Benedict also said the 1968 encyclical "Humanae Vitae," which defined the church's opposition to artificial birth control, remained relevant today. He said the physical differences between men and women were not just biological happenstance, but had a far more profound significance - that of coming together to create new life.
The pope was speaking to members of the Pontifical John Paul II Institute for Studies on Marriage and Family, an institute founded by the late pope to promote church teaching on the sanctity of marriage and family.
During an audience to mark the institute's 25th anniversary, Benedict told its members that love and marriage between man and woman was an "authentic good for society."
"There is a special urgency today to avoid confusion with other types of unions based on a weak love," he said. "Only the rock of total and irrevocable love between a man and woman is able to build a society that is home to all men."
He did not specify gay unions in his remarks, but Benedict has frequently spoken out about the need to preserve the sanctity of marriage between men and women and has condemned same-sex unions as anarchic "pseudo-matrimony."

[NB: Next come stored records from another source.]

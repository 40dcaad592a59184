//! Host document seam: where board and turn-indicator markup come from.

use std::path::PathBuf;
use std::sync::LazyLock;

use regex::Regex;

/// Class of the element wrapping the rendered board on chess.com.
pub const BOARD_REGION_CLASS: &str = "board-layout-chessboard";

static OPEN_TAG_RE: LazyLock<Regex> = LazyLock::new(|| {
    Regex::new(r#"<([A-Za-z][A-Za-z0-9-]*)[^>]*?\sclass\s*=\s*(?:"([^"]*)"|'([^']*)')[^>]*>"#)
        .expect("opening tag pattern")
});

pub trait HostDocument: Send + Sync {
    /// Markup of the board region, or `None` when the page shows no board.
    fn board_markup(&self) -> Option<String>;

    /// Markup that may reveal whose turn it is.
    fn turn_indicator(&self) -> Option<String>;
}

/// Fixed markup, handy for embedding and tests.
#[derive(Debug, Clone, Default)]
pub struct StaticDocument {
    pub board: Option<String>,
    pub turn_indicator: Option<String>,
}

impl StaticDocument {
    pub fn with_board(board: impl Into<String>) -> Self {
        Self {
            board: Some(board.into()),
            turn_indicator: None,
        }
    }
}

impl HostDocument for StaticDocument {
    fn board_markup(&self) -> Option<String> {
        self.board.clone()
    }

    fn turn_indicator(&self) -> Option<String> {
        self.turn_indicator.clone()
    }
}

/// A saved HTML page, re-read on every access so edits show up on the next trigger.
#[derive(Debug, Clone)]
pub struct SnapshotDocument {
    path: PathBuf,
}

impl SnapshotDocument {
    pub fn new(path: impl Into<PathBuf>) -> Self {
        Self { path: path.into() }
    }

    fn read(&self) -> Option<String> {
        match std::fs::read_to_string(&self.path) {
            Ok(html) => Some(html),
            Err(e) => {
                tracing::warn!(path = %self.path.display(), error = %e, "Failed to read board snapshot");
                None
            }
        }
    }
}

impl HostDocument for SnapshotDocument {
    fn board_markup(&self) -> Option<String> {
        let html = self.read()?;
        element_inner_markup(&html, BOARD_REGION_CLASS).map(str::to_string)
    }

    fn turn_indicator(&self) -> Option<String> {
        self.read()
    }
}

/// Inner markup of the first element whose class list contains `class`.
///
/// The element ends at the close tag that balances its opening tag. An
/// element left open runs to the end of the document.
pub fn element_inner_markup<'a>(html: &'a str, class: &str) -> Option<&'a str> {
    let open = OPEN_TAG_RE.captures_iter(html).find(|cap| {
        cap.get(2)
            .or_else(|| cap.get(3))
            .is_some_and(|classes| classes.as_str().split_whitespace().any(|c| c == class))
    })?;

    let tag = open.get(1)?.as_str();
    let inner_start = open.get(0)?.end();
    let same_tag = Regex::new(&format!(r"(?i)<(/?){}[\s/>]", regex::escape(tag))).ok()?;

    let mut depth = 1usize;
    for cap in same_tag.captures_iter(&html[inner_start..]) {
        if cap[1].is_empty() {
            depth += 1;
            continue;
        }
        depth -= 1;
        if depth == 0 {
            let end = inner_start + cap.get(0)?.start();
            return Some(&html[inner_start..end]);
        }
    }

    tracing::debug!(tag, class, "Region element is never closed");
    Some(&html[inner_start..])
}
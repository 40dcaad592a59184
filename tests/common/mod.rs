#![allow(dead_code)]

use std::collections::HashMap;
use std::sync::{Arc, Mutex};
use std::time::Duration;

use analyst::clients::{AnalysisResult, PositionAnalyzer};
use analyst::error::{AnalysisError, TransportError};
use async_trait::async_trait;
use axum::extract::{Query, State};
use axum::http::{header, StatusCode};
use axum::response::IntoResponse;
use axum::routing::get;
use axum::Router;
use tokio::sync::Notify;

pub const SERVICE_PATH: &str = "/api/s/v2.php";

// ---------------------------------------------------------------------------
// Markup builders
// ---------------------------------------------------------------------------

/// One rendered piece, e.g. `piece("wk", "51")`.
pub fn piece(code: &str, square: &str) -> String {
    format!(r#"<div class="piece {code} square-{square}" style=""></div>"#)
}

/// Wrap pieces in a chess.com-style board region.
pub fn board(pieces: &[(&str, &str)]) -> String {
    let inner: String = pieces.iter().map(|(code, sq)| piece(code, sq)).collect();
    format!(
        r#"<wc-chess-board class="board board-layout-chessboard"><svg class="coordinates"></svg>{inner}</wc-chess-board>"#
    )
}

pub fn turn_indicator(white_to_move: bool) -> String {
    let (white, black) = if white_to_move {
        ("clock-white clock-player-turn", "clock-black")
    } else {
        ("clock-white", "clock-black clock-player-turn")
    };
    format!(
        r#"<div class="clock-component {black}">0:59</div><div class="clock-component {white}">1:00</div>"#
    )
}

pub fn starting_position() -> String {
    let mut pieces = Vec::new();
    let back = ["r", "n", "b", "q", "k", "b", "n", "r"];
    for (file, role) in back.iter().enumerate() {
        let f = file + 1;
        pieces.push((format!("w{role}"), format!("{f}1")));
        pieces.push(("wp".to_string(), format!("{f}2")));
        pieces.push(("bp".to_string(), format!("{f}7")));
        pieces.push((format!("b{role}"), format!("{f}8")));
    }
    let refs: Vec<(&str, &str)> = pieces.iter().map(|(c, s)| (c.as_str(), s.as_str())).collect();
    board(&refs)
}

// ---------------------------------------------------------------------------
// In-process analysis service
// ---------------------------------------------------------------------------

type Responder = fn(&HashMap<String, String>) -> (StatusCode, String);

#[derive(Clone)]
struct ServiceState {
    requests: Arc<Mutex<Vec<HashMap<String, String>>>>,
    respond: Responder,
}

pub struct MockService {
    pub url: String,
    requests: Arc<Mutex<Vec<HashMap<String, String>>>>,
}

impl MockService {
    /// Query parameters of every request received so far.
    pub fn requests(&self) -> Vec<HashMap<String, String>> {
        self.requests.lock().unwrap().clone()
    }
}

async fn handle(
    State(state): State<ServiceState>,
    Query(params): Query<HashMap<String, String>>,
) -> impl IntoResponse {
    let (status, body) = (state.respond)(&params);
    state.requests.lock().unwrap().push(params);
    (status, [(header::CONTENT_TYPE, "application/json")], body)
}

/// Start a stand-in for the analysis service on an ephemeral port.
pub async fn spawn_service(respond: Responder) -> MockService {
    let requests = Arc::new(Mutex::new(Vec::new()));
    let app = Router::new()
        .route(SERVICE_PATH, get(handle))
        .with_state(ServiceState {
            requests: requests.clone(),
            respond,
        });

    let listener = tokio::net::TcpListener::bind("127.0.0.1:0")
        .await
        .expect("Failed to bind mock service");
    let addr = listener.local_addr().unwrap();
    tokio::spawn(async move {
        axum::serve(listener, app).await.unwrap();
    });

    MockService {
        url: format!("http://{addr}{SERVICE_PATH}"),
        requests,
    }
}

/// Answers like the live service: white to move plays e2e4, black e7e5.
pub fn engine_like(params: &HashMap<String, String>) -> (StatusCode, String) {
    let fen = params.get("fen").map(String::as_str).unwrap_or("");
    let best = if fen.contains(" b ") { "e7e5" } else { "e2e4" };
    (
        StatusCode::OK,
        format!(
            r#"{{"success":true,"evaluation":0.3,"mate":null,"bestmove":"{best}","continuation":"{best} g1f3"}}"#
        ),
    )
}

/// Accepts white-to-move positions and rejects black-to-move ones.
pub fn rejects_black(params: &HashMap<String, String>) -> (StatusCode, String) {
    let fen = params.get("fen").map(String::as_str).unwrap_or("");
    if fen.contains(" b ") {
        (StatusCode::OK, r#"{"success":false,"value":"Invalid fen"}"#.to_string())
    } else {
        engine_like(params)
    }
}

/// Refuses every position with a 400 and a service-shaped body.
pub fn rejects_with_status(_: &HashMap<String, String>) -> (StatusCode, String) {
    (StatusCode::BAD_REQUEST, r#"{"success":false,"data":"Invalid fen"}"#.to_string())
}

pub fn garbage(_: &HashMap<String, String>) -> (StatusCode, String) {
    (StatusCode::OK, "<html>rate limited</html>".to_string())
}

pub fn server_error(_: &HashMap<String, String>) -> (StatusCode, String) {
    (StatusCode::INTERNAL_SERVER_ERROR, "{}".to_string())
}

// ---------------------------------------------------------------------------
// Scripted analyzer
// ---------------------------------------------------------------------------

#[derive(Clone)]
pub enum Script {
    Move(&'static str),
    /// Answer with a move after sleeping.
    Slow(&'static str, Duration),
    Reject(&'static str),
    Transport,
    /// Answer only once the notify fires.
    Hold(&'static str, Arc<Notify>),
}

/// Analyzer whose answer depends on the side to move in the notation.
pub struct ScriptedAnalyzer {
    white: Script,
    black: Script,
    calls: Mutex<Vec<(String, u32)>>,
}

impl ScriptedAnalyzer {
    pub fn new(white: Script, black: Script) -> Self {
        Self {
            white,
            black,
            calls: Mutex::new(Vec::new()),
        }
    }

    pub fn calls(&self) -> Vec<(String, u32)> {
        self.calls.lock().unwrap().clone()
    }
}

fn found(best_move: &str) -> Result<AnalysisResult, AnalysisError> {
    Ok(AnalysisResult {
        best_move: best_move.to_string(),
        evaluation: Some(0.0),
        mate: None,
        continuation: None,
    })
}

#[async_trait]
impl PositionAnalyzer for ScriptedAnalyzer {
    async fn analyze(&self, notation: &str, depth: u32) -> Result<AnalysisResult, AnalysisError> {
        self.calls.lock().unwrap().push((notation.to_string(), depth));
        let script = if notation.contains(" b ") {
            self.black.clone()
        } else {
            self.white.clone()
        };

        match script {
            Script::Move(m) => found(m),
            Script::Slow(m, delay) => {
                tokio::time::sleep(delay).await;
                found(m)
            }
            Script::Reject(msg) => Err(AnalysisError::AnalysisRejected(msg.to_string())),
            Script::Transport => Err(TransportError::MissingField("bestmove").into()),
            Script::Hold(m, notify) => {
                notify.notified().await;
                found(m)
            }
        }
    }
}
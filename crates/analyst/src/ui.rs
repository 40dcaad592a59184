//! Shared UI handles: the trigger control and the result display.
//!
//! The wiring process creates one `UiContext` and hands clones of it to the
//! trigger controller and the orchestrator. Every access is a short critical
//! section; the lock is never held across an await point.

use std::sync::{Arc, Mutex, MutexGuard};

/// Visual state of the trigger control.
#[derive(Debug, Clone, Copy, PartialEq, Eq, Default)]
pub enum TriggerState {
    #[default]
    Idle,
    Analyzing,
    Success,
    Error,
}

impl TriggerState {
    pub fn label(self) -> &'static str {
        match self {
            TriggerState::Idle | TriggerState::Success => "Analyze",
            TriggerState::Analyzing => "Analyzing",
            TriggerState::Error => "Error!",
        }
    }
}

#[derive(Debug)]
struct UiState {
    trigger: TriggerState,
    /// Bumped on every activation so stale reset timers can be ignored.
    activation: u64,
    lines: Vec<String>,
    display_visible: bool,
}

impl Default for UiState {
    fn default() -> Self {
        Self {
            trigger: TriggerState::Idle,
            activation: 0,
            lines: Vec::new(),
            display_visible: true,
        }
    }
}

#[derive(Clone, Default, Debug)]
pub struct UiContext {
    inner: Arc<Mutex<UiState>>,
}

impl UiContext {
    pub fn new() -> Self {
        Self::default()
    }

    fn lock(&self) -> MutexGuard<'_, UiState> {
        self.inner.lock().unwrap_or_else(|poisoned| poisoned.into_inner())
    }

    pub fn trigger_state(&self) -> TriggerState {
        self.lock().trigger
    }

    pub fn control_label(&self) -> &'static str {
        self.trigger_state().label()
    }

    /// Enter `state` as a new activation and return its id.
    pub fn begin_activation(&self, state: TriggerState) -> u64 {
        let mut ui = self.lock();
        ui.activation += 1;
        ui.trigger = state;
        ui.activation
    }

    /// Move to `state` only if `activation` is still the latest one.
    pub fn settle_activation(&self, activation: u64, state: TriggerState) -> bool {
        let mut ui = self.lock();
        if ui.activation != activation {
            return false;
        }
        ui.trigger = state;
        true
    }

    pub fn replace_display(&self, line: impl Into<String>) {
        let mut ui = self.lock();
        ui.lines.clear();
        ui.lines.push(line.into());
    }

    pub fn append_display(&self, line: impl Into<String>) {
        self.lock().lines.push(line.into());
    }

    pub fn display_lines(&self) -> Vec<String> {
        self.lock().lines.clone()
    }

    pub fn display_text(&self) -> String {
        self.lock().lines.join("\n")
    }

    pub fn is_display_visible(&self) -> bool {
        self.lock().display_visible
    }

    /// Flip display visibility and return the new value.
    pub fn toggle_display(&self) -> bool {
        let mut ui = self.lock();
        ui.display_visible = !ui.display_visible;
        ui.display_visible
    }
}
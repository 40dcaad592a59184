//! Concurrent analysis of side-to-move candidates.
//!
//! One run owns a `FuturesUnordered` holding one analysis future per
//! candidate. All futures are in flight before any is awaited, and each is
//! rendered as it resolves, so display order follows completion order, not
//! candidate order.
//!
//! There is no cancellation. A run keeps going after the trigger control has
//! reset, and a run from an earlier activation can still write to the display
//! after a newer one started.

use std::sync::Arc;

use board_core::Candidate;
use futures::stream::{FuturesUnordered, StreamExt};
use tracing::{error, info, warn};

use crate::clients::{AnalysisResult, PositionAnalyzer};
use crate::error::AnalysisError;
use crate::ui::UiContext;

pub const DEFAULT_DEPTH: u32 = 14;

/// Display text when no candidate could be analysed.
pub const ERROR_LINE: &str = "Error";

/// How each candidate of one run ended.
#[derive(Debug)]
pub struct OrchestrationOutcome {
    pub resolved: Vec<(Candidate, Result<AnalysisResult, AnalysisError>)>,
}

impl OrchestrationOutcome {
    pub fn successes(&self) -> usize {
        self.resolved.iter().filter(|(_, r)| r.is_ok()).count()
    }

    pub fn all_failed(&self) -> bool {
        self.successes() == 0
    }
}

pub struct AnalysisOrchestrator<A: ?Sized> {
    analyzer: Arc<A>,
    ui: UiContext,
    depth: u32,
}

impl<A> AnalysisOrchestrator<A>
where
    A: PositionAnalyzer + ?Sized,
{
    pub fn new(analyzer: Arc<A>, ui: UiContext, depth: u32) -> Self {
        Self { analyzer, ui, depth }
    }

    pub async fn run(&self, candidates: Vec<Candidate>) -> OrchestrationOutcome {
        let mut pending: FuturesUnordered<_> = candidates
            .into_iter()
            .map(|candidate| {
                let analyzer = Arc::clone(&self.analyzer);
                let depth = self.depth;
                async move {
                    let result = analyzer.analyze(&candidate.notation, depth).await;
                    (candidate, result)
                }
            })
            .collect();

        let mut rendered = 0usize;
        let mut resolved = Vec::with_capacity(pending.len());

        while let Some((candidate, result)) = pending.next().await {
            match &result {
                Ok(analysis) => {
                    let line = format!("{}: {}", candidate.label(), analysis.best_move);
                    if rendered == 0 {
                        self.ui.replace_display(line);
                    } else {
                        self.ui.append_display(line);
                    }
                    rendered += 1;
                    info!(
                        side = candidate.label(),
                        best_move = %analysis.best_move,
                        evaluation = ?analysis.evaluation,
                        mate = ?analysis.mate,
                        "Analysis complete"
                    );
                }
                Err(e) => {
                    warn!(side = candidate.label(), fen = %candidate.notation, error = %e, "Analysis failed");
                }
            }
            resolved.push((candidate, result));
        }

        if rendered == 0 && !resolved.is_empty() {
            error!(candidates = resolved.len(), "Every candidate failed");
            self.ui.replace_display(ERROR_LINE);
        }

        OrchestrationOutcome { resolved }
    }
}

#[cfg(test)]
mod tests {
    use super::*;
    use async_trait::async_trait;
    use board_core::Color;

    struct EchoAnalyzer;

    #[async_trait]
    impl PositionAnalyzer for EchoAnalyzer {
        async fn analyze(&self, notation: &str, depth: u32) -> Result<AnalysisResult, AnalysisError> {
            Ok(AnalysisResult {
                best_move: format!("{}@{depth}", notation.split(' ').nth(1).unwrap_or("?")),
                evaluation: Some(0.0),
                mate: None,
                continuation: None,
            })
        }
    }

    #[tokio::test]
    async fn test_single_candidate_replaces_display() {
        let ui = UiContext::new();
        ui.replace_display("previous");
        let orchestrator = AnalysisOrchestrator::new(Arc::new(EchoAnalyzer), ui.clone(), DEFAULT_DEPTH);

        let outcome = orchestrator
            .run(vec![Candidate::new("8/8/8/8/8/8/8/4K3", Color::Black)])
            .await;

        assert_eq!(outcome.successes(), 1);
        assert_eq!(ui.display_lines(), vec!["B: b@14".to_string()]);
    }

    #[tokio::test]
    async fn test_no_candidates_leaves_display() {
        let ui = UiContext::new();
        ui.replace_display("previous");
        let orchestrator = AnalysisOrchestrator::new(Arc::new(EchoAnalyzer), ui.clone(), DEFAULT_DEPTH);

        let outcome = orchestrator.run(Vec::new()).await;

        assert!(outcome.resolved.is_empty());
        assert_eq!(ui.display_text(), "previous");
    }
}
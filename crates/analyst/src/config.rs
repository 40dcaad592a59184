use std::env;
use std::str::FromStr;
use std::time::Duration;

use crate::clients::{MAX_DEPTH, MIN_DEPTH};
use crate::error::ConfigError;

pub const DEFAULT_API_URL: &str = "https://stockfish.online/api/s/v2.php";

#[derive(Clone, Debug)]
pub struct AnalystConfig {
    pub api_url: String,
    pub depth: u32,
    pub http_timeout: Duration,
    pub reset_delay: Duration,
    pub trigger_key: char,
    pub toggle_key: char,
    /// HTML snapshot the terminal host treats as the live document.
    pub board_snapshot: String,
}

impl Default for AnalystConfig {
    fn default() -> Self {
        Self {
            api_url: DEFAULT_API_URL.to_string(),
            depth: 14,
            http_timeout: Duration::from_secs(30),
            reset_delay: Duration::from_millis(2000),
            trigger_key: 'z',
            toggle_key: 'a',
            board_snapshot: "board.html".to_string(),
        }
    }
}

impl AnalystConfig {
    pub fn from_env() -> Result<Self, ConfigError> {
        let defaults = Self::default();

        Ok(Self {
            api_url: env::var("STOCKFISH_API_URL").unwrap_or(defaults.api_url),
            depth: depth_var("ANALYSIS_DEPTH")?.unwrap_or(defaults.depth),
            http_timeout: parse_var("HTTP_TIMEOUT_SECS", "a number of seconds")?
                .map(Duration::from_secs)
                .unwrap_or(defaults.http_timeout),
            reset_delay: parse_var("RESET_DELAY_MS", "a number of milliseconds")?
                .map(Duration::from_millis)
                .unwrap_or(defaults.reset_delay),
            trigger_key: parse_var("TRIGGER_KEY", "a single character")?
                .unwrap_or(defaults.trigger_key),
            toggle_key: parse_var("TOGGLE_KEY", "a single character")?
                .unwrap_or(defaults.toggle_key),
            board_snapshot: env::var("BOARD_SNAPSHOT").unwrap_or(defaults.board_snapshot),
        })
    }
}

fn parse_var<T: FromStr>(name: &'static str, expected: &'static str) -> Result<Option<T>, ConfigError> {
    match env::var(name) {
        Ok(value) => value
            .trim()
            .parse()
            .map(Some)
            .map_err(|_| ConfigError::Invalid {
                name,
                expected,
                value,
            }),
        Err(_) => Ok(None),
    }
}

/// Depths outside what the analysis service accepts are refused at startup.
fn depth_var(name: &'static str) -> Result<Option<u32>, ConfigError> {
    const EXPECTED: &str = "an integer between 1 and 15";

    match parse_var::<u32>(name, EXPECTED)? {
        Some(depth) if !(MIN_DEPTH..=MAX_DEPTH).contains(&depth) => Err(ConfigError::Invalid {
            name,
            expected: EXPECTED,
            value: depth.to_string(),
        }),
        depth => Ok(depth),
    }
}
//! Side-to-move resolution.
//!
//! The host page does not always show whose turn it is. When the turn
//! indicator can be read the position is analysed once; otherwise one
//! candidate per side is produced and the user picks the relevant line.

use shakmaty::Color;

use crate::fen::compose_notation;
use crate::markup::class_lists;

const TURN_CLASS: &str = "clock-player-turn";
const WHITE_CLOCK_CLASS: &str = "clock-white";
const BLACK_CLOCK_CLASS: &str = "clock-black";

/// One full notation string for one side-to-move hypothesis.
#[derive(Debug, Clone, PartialEq, Eq)]
pub struct Candidate {
    pub side: Color,
    pub notation: String,
}

impl Candidate {
    pub fn new(placement: &str, side: Color) -> Self {
        Self {
            side,
            notation: compose_notation(placement, side),
        }
    }

    /// Short tag used in the result display.
    pub fn label(&self) -> &'static str {
        match self.side {
            Color::White => "W",
            Color::Black => "B",
        }
    }
}

/// Read the side to move from the clock markup.
///
/// Returns `None` unless exactly one side's clock carries the active-turn class.
pub fn read_side_to_move(markup: &str) -> Option<Color> {
    let mut white = false;
    let mut black = false;

    for classes in class_lists(markup) {
        let mut is_turn = false;
        let mut side = None;
        for class in classes.split_whitespace() {
            match class {
                TURN_CLASS => is_turn = true,
                WHITE_CLOCK_CLASS => side = Some(Color::White),
                BLACK_CLOCK_CLASS => side = Some(Color::Black),
                _ => {}
            }
        }
        match (is_turn, side) {
            (true, Some(Color::White)) => white = true,
            (true, Some(Color::Black)) => black = true,
            _ => {}
        }
    }

    match (white, black) {
        (true, false) => Some(Color::White),
        (false, true) => Some(Color::Black),
        _ => None,
    }
}

/// Expand a placement field into one candidate, or two (white first) when
/// the turn indicator is missing or ambiguous.
pub fn resolve_candidates(placement: &str, indicator: Option<&str>) -> Vec<Candidate> {
    match indicator.and_then(read_side_to_move) {
        Some(side) => vec![Candidate::new(placement, side)],
        None => vec![
            Candidate::new(placement, Color::White),
            Candidate::new(placement, Color::Black),
        ],
    }
}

When he was Cardinal Joseph Ratzinger and prefect of the Congregation for the Doctrine of the Faith, the pope also spearheaded a Vatican campaign against same-sex unions in 2003, issuing guidelines for Catholic politicians to oppose laws granting legal rights to gay couples.
Benedict said true love between man and woman was the nucleus of society.
"The sexual differences in the bodies of men and women isn't just a biological fact, but holds a far more profound significance: It expresses that form of love with which the man and woman, becoming one body, can create a true communion of people open to the transmission of life," he said.